Sporadic MND is the most common form (around 90 per cent), and unlike the ‘familial,’ disease, it appears in patients without a family history.
Also known as ALS (of Ice Bucket Challenge fame), the disease attacks the nerves of the brain and spinal cord. Sufferers lose the use of their muscles – their ability to walk, talk, and ultimately breathe – within years, and there is no known treatment or cure. Around 2,000 Australians currently have the disease.
“We’ve identified six main genes as the genetic cause in around 60 per cent of familial cases – four years ago we only knew 20 per cent,” says Associate Professor Ian Blair of Macquarie University.
Ian and his multidisciplinary team are shifting the focus to the sporadic form, collaborating with scientists around the country and overseas in the Sporadic ALS Australian Systems Genomics Consortium.

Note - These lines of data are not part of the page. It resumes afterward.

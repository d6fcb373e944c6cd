//! Gauss–Legendre quadrature on reference elements and their sides.
use crate::error::{Result, SystemError};
use crate::mesh::ElementType;
use crate::element::side_reference_point;
use nalgebra::Point3;

/// Points and weights of the one-dimensional Gauss–Legendre rule on `[-1, 1]`.
pub fn gauss_legendre_1d(num_points: usize) -> Result<(Vec<f64>, Vec<f64>)> {
    let (points, weights) = match num_points {
        1 => (vec![0.0], vec![2.0]),
        2 => {
            let a = 1.0 / 3.0f64.sqrt();
            (vec![-a, a], vec![1.0, 1.0])
        }
        3 => {
            let a = (3.0f64 / 5.0).sqrt();
            (vec![-a, 0.0, a], vec![5.0 / 9.0, 8.0 / 9.0, 5.0 / 9.0])
        }
        4 => {
            let (a, b) = (0.339_981_043_584_856_3, 0.861_136_311_594_052_6);
            let (wa, wb) = (0.652_145_154_862_546_1, 0.347_854_845_137_453_8);
            (vec![-b, -a, a, b], vec![wb, wa, wa, wb])
        }
        n => {
            return Err(SystemError::Config(format!(
                "Gauss-Legendre rules are available for 1 to 4 points, requested {n}"
            )))
        }
    };
    Ok((points, weights))
}

/// A quadrature rule in reference coordinates.
#[derive(Debug, Clone, PartialEq)]
pub struct QuadratureRule {
    pub weights: Vec<f64>,
    pub points: Vec<Point3<f64>>,
}

impl QuadratureRule {
    /// Tensor-product Gauss rule for the reference element.
    pub fn gauss(kind: ElementType, points_per_dim: usize) -> Result<Self> {
        let (x, w) = gauss_legendre_1d(points_per_dim)?;
        let rule = match kind {
            ElementType::Edge2 => Self {
                weights: w,
                points: x.iter().map(|&xi| Point3::new(xi, 0.0, 0.0)).collect(),
            },
            ElementType::Quad4 => {
                let mut weights = Vec::with_capacity(x.len() * x.len());
                let mut points = Vec::with_capacity(x.len() * x.len());
                for (&eta, &w_eta) in x.iter().zip(&w) {
                    for (&xi, &w_xi) in x.iter().zip(&w) {
                        weights.push(w_xi * w_eta);
                        points.push(Point3::new(xi, eta, 0.0));
                    }
                }
                Self { weights, points }
            }
        };
        Ok(rule)
    }

    /// Rule on one side of the reference element, with points in element reference coordinates.
    ///
    /// Weights refer to the side parametrization `t ∈ [-1, 1]`; the sides of a line segment are
    /// points and carry a single unit weight.
    pub fn side(kind: ElementType, side: usize, points_per_dim: usize) -> Result<Self> {
        match kind {
            ElementType::Edge2 => Ok(Self {
                weights: vec![1.0],
                points: vec![side_reference_point(kind, side, 0.0)],
            }),
            ElementType::Quad4 => {
                let (t, w) = gauss_legendre_1d(points_per_dim)?;
                Ok(Self {
                    weights: w,
                    points: t.iter().map(|&t| side_reference_point(kind, side, t)).collect(),
                })
            }
        }
    }

    /// The side parameters of the rule used on every side of the given element type.
    pub fn side_parameters(kind: ElementType, points_per_dim: usize) -> Result<Vec<f64>> {
        match kind {
            ElementType::Edge2 => Ok(vec![0.0]),
            ElementType::Quad4 => gauss_legendre_1d(points_per_dim).map(|(t, _)| t),
        }
    }

    pub fn len(&self) -> usize {
        self.weights.len()
    }

    pub fn is_empty(&self) -> bool {
        self.weights.is_empty()
    }
}

/// Element and side rules for every element type, built once per system.
#[derive(Debug, Clone)]
pub struct QuadratureTable {
    points_per_dim: usize,
    edge: QuadratureRule,
    quad: QuadratureRule,
    edge_sides: Vec<QuadratureRule>,
    quad_sides: Vec<QuadratureRule>,
}

impl QuadratureTable {
    pub fn new(points_per_dim: usize) -> Result<Self> {
        Ok(Self {
            points_per_dim,
            edge: QuadratureRule::gauss(ElementType::Edge2, points_per_dim)?,
            quad: QuadratureRule::gauss(ElementType::Quad4, points_per_dim)?,
            edge_sides: (0..2)
                .map(|s| QuadratureRule::side(ElementType::Edge2, s, points_per_dim))
                .collect::<Result<_>>()?,
            quad_sides: (0..4)
                .map(|s| QuadratureRule::side(ElementType::Quad4, s, points_per_dim))
                .collect::<Result<_>>()?,
        })
    }

    pub fn points_per_dim(&self) -> usize {
        self.points_per_dim
    }

    pub fn element_rule(&self, kind: ElementType) -> &QuadratureRule {
        match kind {
            ElementType::Edge2 => &self.edge,
            ElementType::Quad4 => &self.quad,
        }
    }

    pub fn side_rule(&self, kind: ElementType, side: usize) -> &QuadratureRule {
        match kind {
            ElementType::Edge2 => &self.edge_sides[side],
            ElementType::Quad4 => &self.quad_sides[side],
        }
    }
}

#[cfg(test)]
mod tests {
    use super::*;
    use matrixcompare::assert_scalar_eq;

    #[test]
    fn gauss_rules_integrate_polynomials_exactly() {
        for n in 1..=4 {
            let (x, w) = gauss_legendre_1d(n).unwrap();
            let degree = 2 * n - 1;
            let integral: f64 = x.iter().zip(&w).map(|(x, w)| w * x.powi(degree as i32 - 1)).sum();
            let exact = if (degree - 1) % 2 == 0 { 2.0 / degree as f64 } else { 0.0 };
            assert_scalar_eq!(integral, exact, comp = abs, tol = 1e-14);
        }
    }

    #[test]
    fn quad_rule_weights_sum_to_reference_area() {
        let rule = QuadratureRule::gauss(ElementType::Quad4, 3).unwrap();
        assert_eq!(rule.len(), 9);
        assert_scalar_eq!(rule.weights.iter().sum::<f64>(), 4.0, comp = abs, tol = 1e-14);
    }
}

They’re recruiting patients and collecting samples for use in genetic studies – for example to mimic the disease in zebrafish at Macquarie.
Another is Project MinE – the largest international study into the disease’s genetics, of which Ian co-leads the Australian arm.
They plan to map all DNA of 15,000 people with the sporadic form and 7,500 healthy ‘controls’ from 16 countries.
Ian says around half of the underlying causes of sporadic MND may be genetic, but are coupled with environmental factors. The team hopes that by identifying risk factors – both within a person and their environment – they can limit and eventually prevent this devastating disease.
This article was originally published on Stories of Australian Science and is republished here with permission.